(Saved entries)
____
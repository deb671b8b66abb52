use crate::config::DashboardConfig;
use crate::data::model::Dataset;
use crate::data::pivot::PivotTable;
use crate::data::stats::{self, complete_rows, group_sums, group_values};

use super::advanced::{correlation, first_two_hexbin};
use super::artifact::{Axes, CategoryPoints, ChartArtifact, Curve, Projected3d, TreemapTile};
use super::geometry::{Rect, View3d, andrews_curve, min_max_scale, squarify, swarm_offsets};
use super::{ChartError, companion_measure, require_that};

/// `units_sold` × companion × the next numeric column, projected to 2D.
pub fn scatter_3d(ds: &Dataset, _cfg: &DashboardConfig) -> Result<ChartArtifact, ChartError> {
    require_that(ds.has_column("units_sold"), "Need 'units_sold' column for 3D scatter")?;
    let y_col = companion_measure(ds);
    let third = ds
        .numeric_column_names()
        .into_iter()
        .find(|c| c != "units_sold" && Some(c) != y_col.as_ref());
    let (Some(y_col), Some(third)) = (y_col, third) else {
        return Err(ChartError::MissingColumns(
            "Need at least 3 numeric columns (including units_sold) for 3D scatter".into(),
        ));
    };

    let columns = [
        ds.numeric_values("units_sold")?,
        ds.numeric_values(&y_col)?,
        ds.numeric_values(&third)?,
    ];
    let rows = complete_rows(&[&columns[0][..], &columns[1][..], &columns[2][..]]);
    if rows.is_empty() {
        return Err(ChartError::NoData(format!("units_sold, {y_col} and {third}")));
    }
    let scaled: Vec<Vec<f64>> = (0..3)
        .map(|i| min_max_scale(&rows.iter().map(|r| r[i]).collect::<Vec<_>>()))
        .collect();

    let view = View3d::new(-60.0, 30.0);
    let points = (0..rows.len())
        .map(|i| view.project([scaled[0][i], scaled[1][i], scaled[2][i]]))
        .collect();
    let label_anchors = [
        view.project([0.5, -0.15, -0.15]),
        view.project([1.15, 0.5, -0.15]),
        view.project([-0.15, -0.15, 0.5]),
    ];
    Ok(ChartArtifact::Scatter3d(Projected3d {
        axis_labels: ["Units Sold".to_string(), y_col, third],
        points,
        edges: view.cube_edges(),
        label_anchors,
    }))
}

/// Category totals laid out as a squarified treemap on a 100×100 canvas.
pub fn treemap_by_category(
    ds: &Dataset,
    _cfg: &DashboardConfig,
) -> Result<ChartArtifact, ChartError> {
    require_that(
        ds.has_columns(&["category", "units_sold"]),
        "Need category & units_sold for treemap",
    )?;
    let sums = group_sums(&ds.keys("category")?, &ds.numeric_values("units_sold")?);
    let positive: Vec<(String, f64)> = sums
        .into_iter()
        .filter(|(_, v)| *v > 0.0)
        .map(|(k, v)| (k.to_string(), v))
        .collect();
    if positive.is_empty() {
        return Err(ChartError::Invalid(
            "treemap needs at least one category with positive units_sold".into(),
        ));
    }
    let sizes: Vec<f64> = positive.iter().map(|(_, v)| *v).collect();
    let canvas = Rect {
        x: 0.0,
        y: 0.0,
        dx: 100.0,
        dy: 100.0,
    };
    let tiles = positive
        .into_iter()
        .zip(squarify(&sizes, canvas))
        .map(|((label, value), rect)| TreemapTile { label, value, rect })
        .collect();
    Ok(ChartArtifact::Treemap { tiles })
}

pub fn hexbin_alternate(ds: &Dataset, cfg: &DashboardConfig) -> Result<ChartArtifact, ChartError> {
    first_two_hexbin(
        ds,
        cfg.hexbin_alt_gridsize,
        "Need 2+ numeric columns for hexbin",
    )
}

/// Numeric columns other than the class column, in file order.
fn feature_columns(ds: &Dataset, class: &str) -> Vec<String> {
    ds.numeric_column_names()
        .into_iter()
        .filter(|c| c != class)
        .collect()
}

/// Complete rows of `features` with their class label.
fn labelled_rows(
    ds: &Dataset,
    class: &str,
    features: &[String],
) -> Result<(Vec<String>, Vec<(usize, Vec<f64>)>), ChartError> {
    let labels = ds.labels(class)?;
    let columns = features
        .iter()
        .map(|c| ds.numeric_values(c))
        .collect::<Result<Vec<_>, _>>()?;

    let mut groups: Vec<String> = Vec::new();
    let mut rows = Vec::new();
    for (row, label) in labels.iter().enumerate() {
        let Some(label) = label else {
            continue;
        };
        let values: Option<Vec<f64>> = columns
            .iter()
            .map(|col| col[row].filter(|v| v.is_finite()))
            .collect();
        let Some(values) = values else {
            continue;
        };
        let group = match groups.iter().position(|g| g == label) {
            Some(g) => g,
            None => {
                groups.push(label.clone());
                groups.len() - 1
            }
        };
        rows.push((group, values));
    }
    if rows.is_empty() {
        return Err(ChartError::NoData(format!("{class} and {}", features.join(", "))));
    }
    Ok((groups, rows))
}

/// One Fourier curve per row, coloured by category.
pub fn andrews_curves(ds: &Dataset, cfg: &DashboardConfig) -> Result<ChartArtifact, ChartError> {
    let features = feature_columns(ds, "category");
    require_that(
        ds.has_column("category") && features.len() >= 2,
        "Need 'category' plus numeric columns for Andrews curves",
    )?;
    let (groups, rows) = labelled_rows(ds, "category", &features)?;
    let curves = rows
        .into_iter()
        .map(|(group, values)| Curve {
            group,
            points: andrews_curve(&values, cfg.andrews_samples),
        })
        .collect();
    Ok(ChartArtifact::Curves {
        axes: Axes::numeric("t", "f(t)"),
        groups,
        curves,
    })
}

/// Polyline per row across the first few numeric columns.
pub fn parallel_coordinates(
    ds: &Dataset,
    cfg: &DashboardConfig,
) -> Result<ChartArtifact, ChartError> {
    let mut features = feature_columns(ds, "category");
    require_that(
        ds.has_column("category") && features.len() >= 3,
        "Need 'category' plus >=3 numeric cols for parallel coordinates",
    )?;
    features.truncate(cfg.parallel_max_columns.max(2));
    let (groups, rows) = labelled_rows(ds, "category", &features)?;
    let curves = rows
        .into_iter()
        .map(|(group, values)| Curve {
            group,
            points: values
                .into_iter()
                .enumerate()
                .map(|(i, v)| [i as f64, v])
                .collect(),
        })
        .collect();
    Ok(ChartArtifact::Curves {
        axes: Axes::categorical("", "", features),
        groups,
        curves,
    })
}

/// Non-overlapping points per category.
pub fn swarm_by_category(ds: &Dataset, _cfg: &DashboardConfig) -> Result<ChartArtifact, ChartError> {
    require_that(
        ds.has_columns(&["category", "units_sold"]),
        "Need category & units_sold for swarmplot",
    )?;
    let groups = group_values(&ds.labels("category")?, &ds.numeric_values("units_sold")?);
    let all: Vec<f64> = groups.iter().flat_map(|(_, v)| v.iter().copied()).collect();
    let Some((lo, hi)) = stats::min_max(&all) else {
        return Err(ChartError::NoData("category and units_sold".into()));
    };
    let ry = ((hi - lo) * 0.012).max(1e-6);
    let rx = 0.012;

    let mut points = Vec::with_capacity(all.len());
    for (idx, (_, values)) in groups.iter().enumerate() {
        for (offset, v) in swarm_offsets(values, rx, ry, 0.45).into_iter().zip(values) {
            points.push((idx, [idx as f64 + offset, *v]));
        }
    }
    Ok(ChartArtifact::Swarm(CategoryPoints {
        axes: Axes::categorical(
            "category",
            "units_sold",
            groups.into_iter().map(|(label, _)| label).collect(),
        ),
        points,
    }))
}

/// Correlation table and the downloadable product × category pivot.
pub fn extras(ds: &Dataset, _cfg: &DashboardConfig) -> Result<ChartArtifact, ChartError> {
    let numeric = ds.numeric_column_names();
    let has_pivot = ds.has_columns(&["product_name", "category", "units_sold"]);
    if numeric.len() < 2 && !has_pivot {
        return Err(ChartError::MissingColumns(
            "Need 2+ numeric columns or product_name, category, units_sold".into(),
        ));
    }
    let correlation = if numeric.len() >= 2 {
        Some(correlation(ds, numeric)?)
    } else {
        None
    };
    let pivot = if has_pivot {
        Some(PivotTable::build(ds, "product_name", "category", "units_sold")?)
    } else {
        None
    };
    Ok(ChartArtifact::Extras { correlation, pivot })
}

#[cfg(test)]
mod tests {
    use super::*;
    use crate::charts::artifact::XAxis;
    use crate::charts::test_support::{from_csv, sales};

    fn cfg() -> DashboardConfig {
        DashboardConfig::default()
    }

    #[test]
    fn scatter_3d_picks_revenue_then_next_numeric() {
        let ChartArtifact::Scatter3d(p) = scatter_3d(&sales(), &cfg()).unwrap() else {
            panic!("expected 3d scatter");
        };
        assert_eq!(p.axis_labels[1], "revenue");
        assert_eq!(p.axis_labels[2], "sale_date_num");
        assert_eq!(p.points.len(), 8);
        assert_eq!(p.edges.len(), 12);
    }

    #[test]
    fn scatter_3d_needs_three_numeric_columns() {
        let ds = from_csv("units_sold,revenue,category\n1,2,a\n");
        assert!(matches!(
            scatter_3d(&ds, &cfg()),
            Err(ChartError::MissingColumns(_))
        ));
    }

    #[test]
    fn treemap_tiles_fill_the_canvas() {
        let ChartArtifact::Treemap { tiles } = treemap_by_category(&sales(), &cfg()).unwrap() else {
            panic!("expected treemap");
        };
        let labels: Vec<&str> = tiles.iter().map(|t| t.label.as_str()).collect();
        assert_eq!(labels, vec!["Garden", "Tools", "Toys"]);
        let area: f64 = tiles.iter().map(|t| t.rect.area()).sum();
        assert!((area - 10_000.0).abs() < 1e-6);
    }

    #[test]
    fn treemap_orders_integer_categories_numerically() {
        let ds = from_csv("category,units_sold\n10,1\n2,3\n1,2\n10,4\n");
        let ChartArtifact::Treemap { tiles } = treemap_by_category(&ds, &cfg()).unwrap() else {
            panic!("expected treemap");
        };
        let labels: Vec<(&str, f64)> = tiles.iter().map(|t| (t.label.as_str(), t.value)).collect();
        assert_eq!(labels, vec![("1", 2.0), ("2", 3.0), ("10", 5.0)]);
    }

    #[test]
    fn treemap_drops_non_positive_categories() {
        let ds = from_csv("category,units_sold\nA,0\nB,-2\n");
        assert!(matches!(
            treemap_by_category(&ds, &cfg()),
            Err(ChartError::Invalid(_))
        ));
    }

    #[test]
    fn andrews_curves_one_per_complete_row() {
        let ChartArtifact::Curves { groups, curves, .. } = andrews_curves(&sales(), &cfg()).unwrap()
        else {
            panic!("expected curves");
        };
        assert_eq!(groups, vec!["Tools", "Toys", "Garden"]);
        assert_eq!(curves.len(), 8);
        assert_eq!(curves[0].points.len(), 200);
    }

    #[test]
    fn parallel_coordinates_uses_first_numeric_columns() {
        let mut c = cfg();
        c.parallel_max_columns = 3;
        let ChartArtifact::Curves { axes, curves, .. } =
            parallel_coordinates(&sales(), &c).unwrap()
        else {
            panic!("expected curves");
        };
        assert_eq!(
            axes.x_axis,
            XAxis::Categories(vec![
                "units_sold".into(),
                "revenue".into(),
                "sale_date_num".into()
            ])
        );
        assert_eq!(curves[0].points, vec![[0.0, 10.0], [1.0, 100.0], [2.0, 3.0]]);
    }

    #[test]
    fn parallel_coordinates_needs_three_numeric() {
        let ds = from_csv("category,a,b\nx,1,2\n");
        assert!(matches!(
            parallel_coordinates(&ds, &cfg()),
            Err(ChartError::MissingColumns(_))
        ));
    }

    #[test]
    fn swarm_keeps_every_point_in_its_lane() {
        let ChartArtifact::Swarm(swarm) = swarm_by_category(&sales(), &cfg()).unwrap() else {
            panic!("expected swarm");
        };
        assert_eq!(swarm.points.len(), 8);
        for (idx, [x, _]) in &swarm.points {
            assert!((x - *idx as f64).abs() <= 0.45);
        }
    }

    #[test]
    fn extras_offers_correlation_and_pivot() {
        let ChartArtifact::Extras { correlation, pivot } = extras(&sales(), &cfg()).unwrap() else {
            panic!("expected extras");
        };
        assert_eq!(correlation.unwrap().labels.len(), 4);
        assert_eq!(pivot.unwrap().row_labels, vec!["Gadget", "Gizmo", "Widget"]);
    }

    #[test]
    fn extras_pivot_only() {
        let ds = from_csv("product_name,category,units_sold\nA,x,1\n");
        let ChartArtifact::Extras { correlation, pivot } = extras(&ds, &cfg()).unwrap() else {
            panic!("expected extras");
        };
        assert!(correlation.is_none());
        assert!(pivot.is_some());
    }
}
____
▶ **PROBLEM TO SOLVE**
A single number is expected: how many lines in the records contain the string "Dataset".

▶ **RESPONSE FOR THIS EXERCISE**
10